2.2 What are the grounds for not allowing a writ of Habeas Corpus?

There can be certain instances in which writ of Habeas Corpus can be refuted to, which are as follow:

1. When the detention of the person in question is in nexus with the decision pronounced by the court;
2. When the person or authority i.e. the one who has detained the person does not fall under the territorial
jurisdiction of the court,
3. When the detune has already been released,
4. When the detention has been endorsed by the removal of procedural defects,
5. When the writ is sought when emergency is in operation, and
6. When the petition has been dismissed by a competent court after looking into the merits of the case.

2.3 Whether writ of Habeas Corpus can be allowed in the present matter?

The writ of Habeas Corpus cannot be allowed in the present matter as the basic essential grounds for allowing
a writ of Habeas Corpus is illegal detention without the consent of the individual whose body is demanded.
Consent plays a very essential role in cases relating to private parties who are asked to produce a person. In
the present matter Hadiya who was an adult was residing with her companions and later on with Sainaba on
her volition which she testified in the Honourable Court of Justice and therefore there is no question of
illegality in the present matter as such any. Hence, the writ of Habeas Corpus cannot be allowed in the present
matter.

Issue 3: Whether doctrine of Parens Patriae can be applied in the present matter?

3.1 What is doctrine of Parens Patriae and when can it be applied?
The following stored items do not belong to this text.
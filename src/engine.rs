//! Query-side API over a built guideline index.
//!
//! The engine pairs an immutable [`GuidelineIndex`] with the embedding
//! provider used to build it, validating at construction that both sides
//! live in the same embedding space. All query methods take `&self`, so a
//! single engine can serve concurrent callers.

use std::collections::BTreeSet;
use std::num::NonZeroUsize;
use std::str::FromStr;
use std::sync::Arc;
use std::time::Duration;

use crossbeam_channel::{RecvTimeoutError, bounded};
use thiserror::Error;
use tracing::debug;

use crate::chunk::Chunk;
use crate::embedding::{EmbeddingError, EmbeddingProvider};
use crate::index::{GuidelineIndex, IndexError, IndexStatistics, SearchHit};

/// Upper bound accepted for patient age in symptom queries.
const MAX_AGE: u32 = 150;

/// Errors from query operations.
#[derive(Error, Debug)]
pub enum QueryError {
    #[error("query text is empty")]
    EmptyQuery,

    #[error("age {0} is outside the supported range (0-{MAX_AGE})")]
    InvalidAge(u32),

    #[error("query embedding exceeded the {}ms deadline", limit.as_millis())]
    EmbeddingTimeout { limit: Duration },

    #[error("embedding provider '{provider}' does not match index model '{index}'")]
    ModelMismatch { provider: String, index: String },

    #[error("embedding provider produces {provider}-dimensional vectors but the index stores {index}")]
    DimensionMismatch { provider: usize, index: usize },

    #[error(transparent)]
    Embedding(#[from] EmbeddingError),

    #[error(transparent)]
    Index(#[from] IndexError),
}

/// Result type for query operations.
pub type QueryResult<T> = Result<T, QueryError>;

/// Patient gender for symptom queries.
#[derive(Debug, Clone, Copy, PartialEq, Eq)]
pub enum Gender {
    Male,
    Female,
    Other,
}

impl FromStr for Gender {
    type Err = String;

    fn from_str(value: &str) -> Result<Self, Self::Err> {
        match value.to_ascii_lowercase().as_str() {
            "m" | "male" => Ok(Self::Male),
            "f" | "female" => Ok(Self::Female),
            "other" => Ok(Self::Other),
            _ => Err(format!(
                "unrecognized gender '{value}' (expected M, F, or Other)"
            )),
        }
    }
}

/// Read-only retrieval API over one guideline index.
pub struct RetrievalEngine {
    index: Arc<GuidelineIndex>,
    embedder: Arc<dyn EmbeddingProvider>,
    timeout: Option<Duration>,
}

impl std::fmt::Debug for RetrievalEngine {
    fn fmt(&self, f: &mut std::fmt::Formatter<'_>) -> std::fmt::Result {
        f.debug_struct("RetrievalEngine")
            .field("index", &self.index)
            .field("embedding_model", &self.embedder.model_id())
            .field("timeout", &self.timeout)
            .finish()
    }
}

impl RetrievalEngine {
    /// Pair an index with an embedding provider.
    ///
    /// Fails when the provider's model id or dimensions differ from what
    /// the index was built with; mixing embedding spaces would produce
    /// meaningless scores.
    pub fn new(
        index: Arc<GuidelineIndex>,
        embedder: Arc<dyn EmbeddingProvider>,
    ) -> QueryResult<Self> {
        let meta = index.meta();
        if embedder.model_id() != meta.embedding_model {
            return Err(QueryError::ModelMismatch {
                provider: embedder.model_id(),
                index: meta.embedding_model.clone(),
            });
        }
        if embedder.dimensions() != meta.embedding_dimensions {
            return Err(QueryError::DimensionMismatch {
                provider: embedder.dimensions(),
                index: meta.embedding_dimensions,
            });
        }
        Ok(Self {
            index,
            embedder,
            timeout: None,
        })
    }

    /// Bound the time spent embedding each query.
    pub fn with_timeout(mut self, timeout: Duration) -> Self {
        self.timeout = Some(timeout);
        self
    }

    /// The underlying index.
    pub fn index(&self) -> &GuidelineIndex {
        &self.index
    }

    /// Free-text semantic search.
    ///
    /// `top_k` is clamped to at least 1; blank text is rejected rather
    /// than matched against everything.
    pub fn query_text(&self, text: &str, top_k: usize) -> QueryResult<Vec<SearchHit>> {
        let trimmed = text.trim();
        if trimmed.is_empty() {
            return Err(QueryError::EmptyQuery);
        }
        let k = NonZeroUsize::new(top_k).unwrap_or(NonZeroUsize::MIN);

        debug!("query ({} chars, k={k})", trimmed.len());
        let vector = self.embed_query(trimmed)?;
        Ok(self.index.search_vector(&vector, k)?)
    }

    /// Symptom-profile search.
    ///
    /// The symptom set, age band, and gender are composed into one
    /// deterministic query string; because symptoms are sorted, the same
    /// set always retrieves the same chunks regardless of input order.
    pub fn query_by_symptoms(
        &self,
        symptoms: &BTreeSet<String>,
        age: u32,
        gender: Gender,
        top_k: usize,
    ) -> QueryResult<Vec<SearchHit>> {
        if symptoms.is_empty() {
            return Err(QueryError::EmptyQuery);
        }
        if age > MAX_AGE {
            return Err(QueryError::InvalidAge(age));
        }

        let query = compose_symptom_query(symptoms, age, gender);
        debug!("symptom query: {query}");
        self.query_text(&query, top_k)
    }

    /// Every chunk of a section, in document order.
    ///
    /// An unknown section id yields an empty list, not an error.
    pub fn section_context(&self, section_id: &str) -> QueryResult<Vec<Chunk>> {
        Ok(self.index.section_chunks(section_id)?)
    }

    /// Chunks in actionable urgency tiers, most urgent first, truncated to
    /// `limit`. A limit of 0 yields an empty list.
    pub fn urgent_recommendations(&self, limit: usize) -> QueryResult<Vec<Chunk>> {
        Ok(self.index.urgent_chunks(limit)?)
    }

    /// Aggregate counts over the index.
    pub fn statistics(&self) -> QueryResult<IndexStatistics> {
        Ok(self.index.statistics()?)
    }

    /// Embed query text, honoring the configured deadline.
    ///
    /// With a timeout set, the embedding runs on a worker thread so a
    /// stalled model surfaces as [`QueryError::EmbeddingTimeout`] instead
    /// of hanging the caller. The worker's late result is dropped with the
    /// channel.
    fn embed_query(&self, text: &str) -> QueryResult<Vec<f32>> {
        let Some(limit) = self.timeout else {
            return Ok(self.embedder.embed(text)?);
        };

        let (sender, receiver) = bounded(1);
        let embedder = Arc::clone(&self.embedder);
        let owned = text.to_string();
        std::thread::spawn(move || {
            let _ = sender.send(embedder.embed(&owned));
        });

        match receiver.recv_timeout(limit) {
            Ok(result) => Ok(result?),
            Err(RecvTimeoutError::Timeout) => Err(QueryError::EmbeddingTimeout { limit }),
            Err(RecvTimeoutError::Disconnected) => Err(QueryError::Embedding(
                EmbeddingError::Failed("embedding worker exited without a result".to_string()),
            )),
        }
    }
}

/// Compose the deterministic query string for a symptom profile.
///
/// Mirrors the retrieval text the guideline was written against: sorted
/// symptoms, an age band, gender terms, then fixed risk-factor context.
fn compose_symptom_query(symptoms: &BTreeSet<String>, age: u32, gender: Gender) -> String {
    let mut terms: Vec<&str> = symptoms.iter().map(String::as_str).collect();

    terms.push(if age < 40 {
        "young patient"
    } else if age < 60 {
        "middle-aged"
    } else {
        "older adult elderly"
    });

    match gender {
        Gender::Female => terms.push("women female"),
        Gender::Male => terms.push("men male"),
        Gender::Other => {}
    }

    terms.extend([
        "smoking history",
        "family history",
        "cancer risk factors",
        "referral pathway",
    ]);

    terms.join(" ")
}
use std::collections::BTreeSet;
use std::path::{Path, PathBuf};
use std::sync::Arc;
use std::time::Duration;

use anyhow::Context;
use clap::{Parser, Subcommand};
use indicatif::{ProgressBar, ProgressStyle};

use ng12_retrieval::embedding::provider_from_config;
use ng12_retrieval::index::BuildProgress;
use ng12_retrieval::ingest::ingest_pages;
use ng12_retrieval::{
    Chunk, Gender, GuidelineIndex, PageText, RetrievalEngine, SearchHit, Settings,
};

#[derive(Parser)]
#[command(name = "ng12-retrieval")]
#[command(about = "Section-aware retrieval over the NICE NG12 suspected-cancer guideline")]
#[command(version)]
struct Cli {
    /// Path to a TOML configuration file (default: ng12-retrieval.toml)
    #[arg(long, global = true)]
    config: Option<PathBuf>,

    #[command(subcommand)]
    command: Commands,
}

#[derive(Subcommand)]
enum Commands {
    /// Ingest guideline page text and build the index
    Ingest {
        /// Text file with form-feed page separators (pdftotext output)
        input: PathBuf,

        /// Index directory (overrides config)
        #[arg(long)]
        index: Option<PathBuf>,
    },

    /// Semantic search with free text
    Query {
        /// Query text
        text: String,

        /// Number of results
        #[arg(short = 'k', long = "top-k", default_value_t = 5)]
        top_k: usize,

        /// Per-query embedding deadline in milliseconds
        #[arg(long)]
        timeout_ms: Option<u64>,

        /// Emit JSON instead of human-readable output
        #[arg(long)]
        json: bool,
    },

    /// Search by patient symptom profile
    Symptoms {
        /// Symptoms (one or more)
        #[arg(required = true)]
        symptom: Vec<String>,

        /// Patient age in years
        #[arg(long)]
        age: u32,

        /// Patient gender: M, F, or Other
        #[arg(long, default_value = "other")]
        gender: Gender,

        /// Number of results
        #[arg(short = 'k', long = "top-k", default_value_t = 5)]
        top_k: usize,

        /// Emit JSON instead of human-readable output
        #[arg(long)]
        json: bool,
    },

    /// Print every chunk of a section in document order
    Section {
        /// Section identifier (e.g. 1.1)
        id: String,

        /// Emit JSON instead of human-readable output
        #[arg(long)]
        json: bool,
    },

    /// List chunks in actionable urgency tiers, most urgent first
    Urgent {
        /// Maximum chunks to list
        #[arg(short = 'k', long = "top-k", default_value_t = 10)]
        top_k: usize,

        /// Emit JSON instead of human-readable output
        #[arg(long)]
        json: bool,
    },

    /// Show index statistics
    Stats {
        /// Emit JSON instead of human-readable output
        #[arg(long)]
        json: bool,
    },

    /// Show current configuration
    Config,
}

fn main() {
    let cli = Cli::parse();

    let settings = match &cli.config {
        Some(path) => Settings::load_from(path),
        None => Settings::load(),
    };
    let settings = settings.unwrap_or_else(|e| {
        eprintln!("Configuration error: {e}");
        std::process::exit(1);
    });
    if let Err(problem) = settings.check() {
        eprintln!("Invalid configuration: {problem}");
        std::process::exit(1);
    }

    ng12_retrieval::logging::init_with_config(&settings.logging);

    let result = match cli.command {
        Commands::Ingest { input, index } => run_ingest(&settings, &input, index),
        Commands::Query {
            text,
            top_k,
            timeout_ms,
            json,
        } => run_query(&settings, &text, top_k, timeout_ms, json),
        Commands::Symptoms {
            symptom,
            age,
            gender,
            top_k,
            json,
        } => run_symptoms(&settings, symptom, age, gender, top_k, json),
        Commands::Section { id, json } => run_section(&settings, &id, json),
        Commands::Urgent { top_k, json } => run_urgent(&settings, top_k, json),
        Commands::Stats { json } => run_stats(&settings, json),
        Commands::Config => run_config(&settings),
    };

    if let Err(e) = result {
        eprintln!("Error: {e:#}");
        std::process::exit(1);
    }
}

/// Split a text file into pages on form feeds, the pdftotext convention.
/// A trailing empty page from a final form feed is dropped.
fn read_pages(path: &Path) -> anyhow::Result<Vec<PageText>> {
    let raw = std::fs::read_to_string(path)
        .with_context(|| format!("failed to read {}", path.display()))?;

    let mut pages: Vec<&str> = raw.split('\u{c}').collect();
    if pages.len() > 1 && pages.last().is_some_and(|last| last.trim().is_empty()) {
        pages.pop();
    }

    Ok(pages
        .into_iter()
        .enumerate()
        .map(|(idx, text)| PageText::new(idx as u32 + 1, text))
        .collect())
}

fn run_ingest(
    settings: &Settings,
    input: &Path,
    index_override: Option<PathBuf>,
) -> anyhow::Result<()> {
    let mut settings = settings.clone();
    if let Some(path) = index_override {
        settings.index_path = path;
    }

    let pages = read_pages(input)?;
    println!("Read {} pages from {}", pages.len(), input.display());

    let provider = provider_from_config(&settings.embedding)?;
    println!(
        "Embedding model: {} ({} dimensions)",
        provider.model_id(),
        provider.dimensions()
    );

    let bar = ProgressBar::new(0);
    bar.set_style(
        ProgressStyle::default_bar()
            .template("[{elapsed_precise}] [{bar:40.cyan/blue}] {pos}/{len} {msg}")
            .unwrap()
            .progress_chars("#>-"),
    );

    let (_index, report) = ingest_pages(&pages, &settings, provider.as_ref(), |progress| {
        match progress {
            BuildProgress::GeneratingEmbeddings { current, total } => {
                bar.set_length(total as u64);
                bar.set_message("embedding");
                bar.set_position(current as u64);
            }
            BuildProgress::StoringChunks { current, total } => {
                bar.set_length(total as u64);
                bar.set_message("storing");
                bar.set_position(current as u64);
            }
        }
    })?;
    bar.finish_and_clear();

    println!(
        "Indexed {} chunks at {}",
        report.chunks,
        settings.index_path.display()
    );
    println!(
        "  pages: {}  sections: {}  subsections: {}  recommendations: {} ({} urgent)",
        report.pages,
        report.sections,
        report.subsections,
        report.recommendations,
        report.urgent_recommendations
    );
    if !report.anomalies.is_empty() {
        println!("  {} outline anomalies detected:", report.anomalies.len());
        for anomaly in &report.anomalies {
            println!("    - {anomaly}");
        }
    }
    Ok(())
}

fn open_engine(settings: &Settings, timeout_ms: Option<u64>) -> anyhow::Result<RetrievalEngine> {
    let index = GuidelineIndex::open(&settings.index_path)?;
    let provider = provider_from_config(&settings.embedding)?;
    let mut engine = RetrievalEngine::new(Arc::new(index), provider)?;
    if let Some(ms) = timeout_ms {
        engine = engine.with_timeout(Duration::from_millis(ms));
    }
    Ok(engine)
}

fn run_query(
    settings: &Settings,
    text: &str,
    top_k: usize,
    timeout_ms: Option<u64>,
    json: bool,
) -> anyhow::Result<()> {
    let engine = open_engine(settings, timeout_ms)?;
    let hits = engine.query_text(text, top_k)?;
    print_hits(&hits, &engine.index().meta().document_label, json)
}

fn run_symptoms(
    settings: &Settings,
    symptoms: Vec<String>,
    age: u32,
    gender: Gender,
    top_k: usize,
    json: bool,
) -> anyhow::Result<()> {
    let engine = open_engine(settings, None)?;
    let set: BTreeSet<String> = symptoms.into_iter().collect();
    let hits = engine.query_by_symptoms(&set, age, gender, top_k)?;
    print_hits(&hits, &engine.index().meta().document_label, json)
}

fn run_section(settings: &Settings, id: &str, json: bool) -> anyhow::Result<()> {
    let index = GuidelineIndex::open(&settings.index_path)?;
    let chunks = index.section_chunks(id)?;
    let label = index.meta().document_label.clone();
    print_chunks(&chunks, &label, json, &format!("No chunks in section {id}."))
}

fn run_urgent(settings: &Settings, top_k: usize, json: bool) -> anyhow::Result<()> {
    let index = GuidelineIndex::open(&settings.index_path)?;
    let chunks = index.urgent_chunks(top_k)?;
    let label = index.meta().document_label.clone();
    print_chunks(&chunks, &label, json, "No urgent recommendations indexed.")
}

fn run_stats(settings: &Settings, json: bool) -> anyhow::Result<()> {
    let index = GuidelineIndex::open(&settings.index_path)?;
    let stats = index.statistics()?;

    if json {
        println!("{}", serde_json::to_string_pretty(&stats)?);
        return Ok(());
    }

    println!("Document: {}", stats.document_label);
    println!("Chunks: {}", stats.total_chunks);
    println!(
        "Sections ({}): {}",
        stats.sections.len(),
        stats.sections.join(", ")
    );
    println!("Subsections: {}", stats.subsections.len());
    println!("Urgency tiers:");
    for (tier, count) in &stats.urgency_counts {
        println!("  {tier}: {count}");
    }
    println!(
        "Embedding: {} ({} dimensions)",
        stats.embedding_model, stats.embedding_dimensions
    );
    Ok(())
}

fn run_config(settings: &Settings) -> anyhow::Result<()> {
    println!("Current Configuration:");
    println!("{}", "=".repeat(50));
    print!("{}", settings.to_toml()?);
    Ok(())
}

fn print_hits(hits: &[SearchHit], label: &str, json: bool) -> anyhow::Result<()> {
    if json {
        println!("{}", serde_json::to_string_pretty(hits)?);
        return Ok(());
    }
    if hits.is_empty() {
        println!("No matches.");
        return Ok(());
    }
    for (rank, hit) in hits.iter().enumerate() {
        println!(
            "{:2}. {:.3}  {}  {}",
            rank + 1,
            hit.score,
            hit.chunk.citation(label),
            hit.chunk.preview(120).replace('\n', " ")
        );
    }
    Ok(())
}

fn print_chunks(chunks: &[Chunk], label: &str, json: bool, empty_message: &str) -> anyhow::Result<()> {
    if json {
        println!("{}", serde_json::to_string_pretty(chunks)?);
        return Ok(());
    }
    if chunks.is_empty() {
        println!("{empty_message}");
        return Ok(());
    }
    for chunk in chunks {
        println!("{} [{}]", chunk.citation(label), chunk.urgency);
        for line in chunk.primary_text().lines() {
            println!("    {line}");
        }
    }
    Ok(())
}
The phrase Parens Patriae literally means “parent of the nation”. In jurisprudence, it generally refers to the
competence of the State to insinuate against an abusive or negligent parent, legal custodian or caretaker, and
to act in a manner as correspond to a parent. The doctrine of Parens Patriae originated in the United Kingdom
in the 13th century. It implies that the King as the guardian of the nation is under a general obligation to look
after the interest of the individuals who are unable to look after themselves. The constitutional courts in India
generally resort to the doctrine of Parens patriae in matters of child custody considering the welfare of the
child as of prime importance. However, the doctrine is applied only in exceptional circumstances.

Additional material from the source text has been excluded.